La sortie de route de Nigel Mansell fait jaser. Pour tous les observateurs, le leader du championnat, furieux de ne pouvoir doubler Ayrton Senna, a « pété un câble ». Après être resté deux bonnes minutes dans sa voiture, attendant on ne sait quoi, l'Anglais est venu enguirlander Ron Dennis: « Senna est un salaud ! Il n'a pas le droit de faire ça ! Il m'a tassé ! Ce n'est pas de ma faute ! » éructe-t-il. Le patron de McLaren se contente de hausser les épaules. Mansell regagne ensuite son garage pour pester encore contre le Brésilien, en fait sans doute contre son inconséquence. « Il est arrivé trop vite et ne pouvait plus tourner... » précise Senna qui refuse lui aussi d'entretenir une énième polémique avec son rival. Le pauvre Nigel quitte rapidement le circuit en hélicoptère, sous les quolibets des journalistes britanniques. « Décidément, il ne changera jamais ! » disent-il en substance. « Seul Mansell peut empêcher Mansell de devenir champion du monde », écrit Gérard Crombac. « Mansell mérite une grande estime. Mais il restera toujours Mansell », conclut sagement Christian Contzen.

 

Senna a réussi à piéger le pilote Williams, mais il n'en a pas profité à cause des caprices de l'électronique.
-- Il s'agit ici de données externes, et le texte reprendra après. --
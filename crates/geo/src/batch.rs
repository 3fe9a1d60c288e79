//! Batch distance calculations with optional parallelism.
//!
//! Population grids run to thousands of points per viewport; these helpers
//! fan the haversine work out over rayon when the `parallel` feature is on.

use crate::coverage::{Facility, FacilityId};
use crate::hexbin::PopulationPoint;
use crate::{haversine_distance, GeoPoint};
use serde::Serialize;
use std::cmp::Ordering;

/// Closest facility to one population point.
#[derive(Debug, Clone, PartialEq, Serialize)]
pub struct NearestFacility {
    /// Index of the point in the input slice
    pub point_index: usize,
    /// `None` when there are no facilities
    pub facility_id: Option<FacilityId>,
    /// Distance in meters (Infinity when there are no facilities)
    pub distance: f64,
}

/// Distance from a reference point to one facility.
#[derive(Debug, Clone, PartialEq, Serialize)]
pub struct FacilityDistance {
    pub id: FacilityId,
    pub name: String,
    /// Distance in meters
    pub distance: f64,
}

/// For every population point, the nearest facility and its distance.
///
/// # Example
/// ```
/// use infraplan_geo::batch::nearest_facility_distances;
/// use infraplan_geo::{Facility, FacilityType, PopulationPoint};
///
/// let schools = vec![Facility::new(1_i64, "School", FacilityType::School, 42.87, 74.59)];
/// let points = vec![PopulationPoint::new(42.88, 74.59, 12.0)];
///
/// let nearest = nearest_facility_distances(&points, &schools);
/// assert!((nearest[0].distance - 1112.0).abs() < 5.0);
/// ```
pub fn nearest_facility_distances(
    points: &[PopulationPoint],
    facilities: &[Facility],
) -> Vec<NearestFacility> {
    tracing::debug!(
        points = points.len(),
        facilities = facilities.len(),
        "computing nearest facilities"
    );

    let locations: Vec<GeoPoint> = facilities.iter().map(Facility::location).collect();

    #[cfg(feature = "parallel")]
    {
        use rayon::prelude::*;
        points
            .par_iter()
            .enumerate()
            .map(|(i, p)| nearest_single(i, p, facilities, &locations))
            .collect()
    }

    #[cfg(not(feature = "parallel"))]
    {
        points
            .iter()
            .enumerate()
            .map(|(i, p)| nearest_single(i, p, facilities, &locations))
            .collect()
    }
}

/// Distances from `center` to every facility, in input order.
pub fn facility_distances(center: &GeoPoint, facilities: &[Facility]) -> Vec<FacilityDistance> {
    #[cfg(feature = "parallel")]
    {
        use rayon::prelude::*;
        facilities
            .par_iter()
            .map(|f| distance_to(center, f))
            .collect()
    }

    #[cfg(not(feature = "parallel"))]
    {
        facilities.iter().map(|f| distance_to(center, f)).collect()
    }
}

/// Distances sorted closest first, optionally truncated to `max_results`.
pub fn facilities_sorted_by_distance(
    center: &GeoPoint,
    facilities: &[Facility],
    max_results: Option<usize>,
) -> Vec<FacilityDistance> {
    let mut results = facility_distances(center, facilities);
    sort_by_distance(&mut results);

    if let Some(max) = max_results {
        results.truncate(max);
    }

    results
}

/// Facilities within `radius_m` meters of `center`, closest first.
pub fn facilities_within_radius(
    center: &GeoPoint,
    facilities: &[Facility],
    radius_m: f64,
) -> Vec<FacilityDistance> {
    let mut results = facility_distances(center, facilities);
    results.retain(|r| r.distance <= radius_m);
    sort_by_distance(&mut results);
    results
}

fn sort_by_distance(results: &mut [FacilityDistance]) {
    // NaN distances sort last
    results.sort_by(|a, b| a.distance.partial_cmp(&b.distance).unwrap_or(Ordering::Greater));
}

#[inline]
fn distance_to(center: &GeoPoint, facility: &Facility) -> FacilityDistance {
    FacilityDistance {
        id: facility.id.clone(),
        name: facility.name.clone(),
        distance: haversine_distance(center, &facility.location()),
    }
}

#[inline]
fn nearest_single(
    index: usize,
    point: &PopulationPoint,
    facilities: &[Facility],
    locations: &[GeoPoint],
) -> NearestFacility {
    let origin = point.location();
    let best = locations
        .iter()
        .enumerate()
        .map(|(i, loc)| (i, haversine_distance(&origin, loc)))
        .filter(|(_, d)| !d.is_nan())
        .min_by(|a, b| a.1.partial_cmp(&b.1).unwrap_or(Ordering::Equal));

    match best {
        Some((i, distance)) => NearestFacility {
            point_index: index,
            facility_id: Some(facilities[i].id.clone()),
            distance,
        },
        None => NearestFacility {
            point_index: index,
            facility_id: None,
            distance: f64::INFINITY,
        },
    }
}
C'est son fidèle lieutenant Gerhard Berger qui recueille les lauriers après avoir su faire preuve de patience et d'opportunisme. « Au début, ce fut très dur, raconte l'Autrichien. J'étais quatrième et capable d'aller plus vite, mais il était impossible de dépasser. Il y avait trop de risques à courir. C'est une question d'autodiscipline. Puis, quand je me suis retrouvé derrière Ayrton, je me suis aperçu que j'étais plus rapide que lui. Mais là encore, impossible de doubler. » Le retrait de son leader lui a donné sa première « vraie » victoire pour McLaren car celle de Suzuka l'an passé lui fut offerte par ce même Senna. Cependant, Berger ne pense pas que ce second succès consécutif de McLaren relance le championnat: « Comme nous l'avons vu aujourd'hui, les Williams sont toujours les voitures à battre. Nous sommes trop loin derrière. »

 

C'est la fête chez Ligier-Gitanes: les Bleus n'avaient plus marqué un point depuis le GP de France 1989 ! Érik Comas est gentiment chahuté par ses mécaniciens. Le jeune Drômois garde cependant la tête froide: « C'est mon plus beau jour en F1. Et ça devait bien finir par arriver. Je pense même que c'était programmé ! » Accessoirement, Ligier et Comas permettent à Renault de ne pas repartir bredouille de la Belle Province. Thierry Boutsen est beaucoup plus sombre: d'incessantes coupures électriques l'ont empêché d'attaquer durant toute la course.

 

Mansell demeure un confortable leader du championnat du monde, avec 56 points. Il précède Patrese (28 pts), Schumacher (26 pts), Senna et Berger (18 pts), ainsi qu'Alesi (11 pts). Au classement des constructeurs, Williams-Renault caracole en tête avec 84 unités, très loin devant McLaren-Honda (36 pts), Benetton-Ford (31 pts), Ferrari (13 pts) et Footwork-Mugen (5 pts).